Looking at the records below, please work out how many lines contain the word "EnterAlternateScreen" and give the number alone.
Top of SUPPLIED ENTRIES
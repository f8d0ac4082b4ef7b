// terminal ui

mod app;
mod ascii;
mod event;
mod theme;
mod ui;

use crossterm::{
    cursor::SetCursorStyle,
    event::{DisableBracketedPaste, EnableBracketedPaste},
    execute,
    terminal::{EnterAlternateScreen, LeaveAlternateScreen, disable_raw_mode, enable_raw_mode},
};
use ratatui::{Terminal, backend::CrosstermBackend};
use std::io::{self, stdout};
use std::time::Duration;

use crate::core::{Ai, Classifier, Diagnoser};
use crate::{Error, Provider};
use app::{App, LogLevel, Mode};
use event::{Action, handle_event, poll_event};

fn copy_to_clipboard(text: &str) -> bool {
    use std::io::Write;
    use std::process::{Command, Stdio};

    // pbcopy (macOS), wl-copy (wayland), xclip / xsel (x11)
    let candidates: [(&str, &[&str]); 4] = [
        ("pbcopy", &[]),
        ("wl-copy", &[]),
        ("xclip", &["-selection", "clipboard"]),
        ("xsel", &["--clipboard", "--input"]),
    ];

    for (program, args) in candidates {
        if let Ok(mut child) = Command::new(program)
            .args(args)
            .stdin(Stdio::piped())
            .spawn()
            && let Some(stdin) = child.stdin.as_mut()
            && stdin.write_all(text.as_bytes()).is_ok()
        {
            drop(child.stdin.take());
            return child.wait().map(|s| s.success()).unwrap_or(false);
        }
    }

    false
}

fn term_err(e: io::Error) -> Error {
    Error::Server(e.to_string())
}

pub async fn run(
    provider: Provider,
    api_key: Option<String>,
    model: Option<String>,
) -> Result<(), Error> {
    // fail on a bad classifier before touching the terminal
    let classifier = Classifier::medical()?;

    enable_raw_mode().map_err(term_err)?;
    let mut stdout = stdout();
    execute!(stdout, EnterAlternateScreen, EnableBracketedPaste).map_err(term_err)?;
    let backend = CrosstermBackend::new(stdout);
    let mut terminal = Terminal::new(backend).map_err(term_err)?;

    let result = run_app(&mut terminal, classifier, provider, api_key, model).await;

    // restore terminal
    disable_raw_mode().ok();
    execute!(
        terminal.backend_mut(),
        SetCursorStyle::DefaultUserShape,
        DisableBracketedPaste,
        LeaveAlternateScreen
    )
    .ok();
    terminal.show_cursor().ok();

    result
}

async fn run_app(
    terminal: &mut Terminal<CrosstermBackend<io::Stdout>>,
    classifier: Classifier,
    provider: Provider,
    api_key: Option<String>,
    model: Option<String>,
) -> Result<(), Error> {
    // a missing key sends us into setup instead of failing
    let (mut app, mut diagnoser) = match Ai::new(provider, api_key, model.clone()) {
        Ok(ai) => {
            let app = App::new(provider, ai.model().to_string());
            (app, Some(Diagnoser::new(classifier.clone(), ai)))
        }
        Err(Error::MissingApiKey(_)) => (App::new_setup(provider), None),
        Err(e) => return Err(e),
    };

    let mut last_mode = app.mode;

    loop {
        if app.mode != last_mode {
            let cursor_style = match app.mode {
                Mode::Insert => SetCursorStyle::BlinkingBar,
                Mode::Normal => SetCursorStyle::BlinkingBlock,
            };
            execute!(terminal.backend_mut(), cursor_style).ok();
            last_mode = app.mode;
        }

        terminal
            .draw(|frame| ui::render(frame, &mut app))
            .map_err(term_err)?;

        let Some(event) = poll_event(Duration::from_millis(100)).map_err(term_err)? else {
            continue;
        };

        match handle_event(&mut app, event) {
            Action::Quit => break,
            Action::Submit(report) => {
                let Some(diagnoser) = diagnoser.as_ref() else {
                    app.cancel_submit("finish setup first");
                    continue;
                };

                // show the loading state while we wait on the ai
                terminal
                    .draw(|frame| ui::render(frame, &mut app))
                    .map_err(term_err)?;

                match diagnoser.diagnose(&report).await {
                    Ok(result) => app.set_result(result),
                    Err(rejection) => app.set_rejection(&rejection),
                }
            }
            Action::CopyResult => match app.result_json() {
                Some(json) if copy_to_clipboard(&json) => {
                    app.log(LogLevel::Ok, "insights copied to clipboard".to_string())
                }
                Some(_) => app.log(LogLevel::Warn, "clipboard not available".to_string()),
                None => app.log(LogLevel::Warn, "no insights to copy".to_string()),
            },
            Action::ExportResult => match app.result_json() {
                Some(json) => {
                    let filename = format!(
                        "healthwise_{}.json",
                        chrono::Local::now().format("%Y%m%d_%H%M%S")
                    );
                    match std::fs::write(&filename, json) {
                        Ok(_) => app.log(LogLevel::Ok, format!("exported to {filename}")),
                        Err(e) => app.log(LogLevel::Error, format!("export failed: {e}")),
                    }
                }
                None => app.log(LogLevel::Warn, "no insights to export".to_string()),
            },
            Action::SetupComplete {
                provider: chosen,
                api_key,
            } => match Ai::new(chosen, Some(api_key), model.clone()) {
                Ok(ai) => {
                    app.finish_setup(chosen, ai.model().to_string());
                    diagnoser = Some(Diagnoser::new(classifier.clone(), ai));
                }
                Err(e) => app.setup_set_error(format!("ai init failed: {e}")),
            },
            Action::None => {}
        }

        if !app.running {
            break;
        }
    }

    Ok(())
}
Bottom of SUPPLIED ENTRIES
*SOLUTION*
2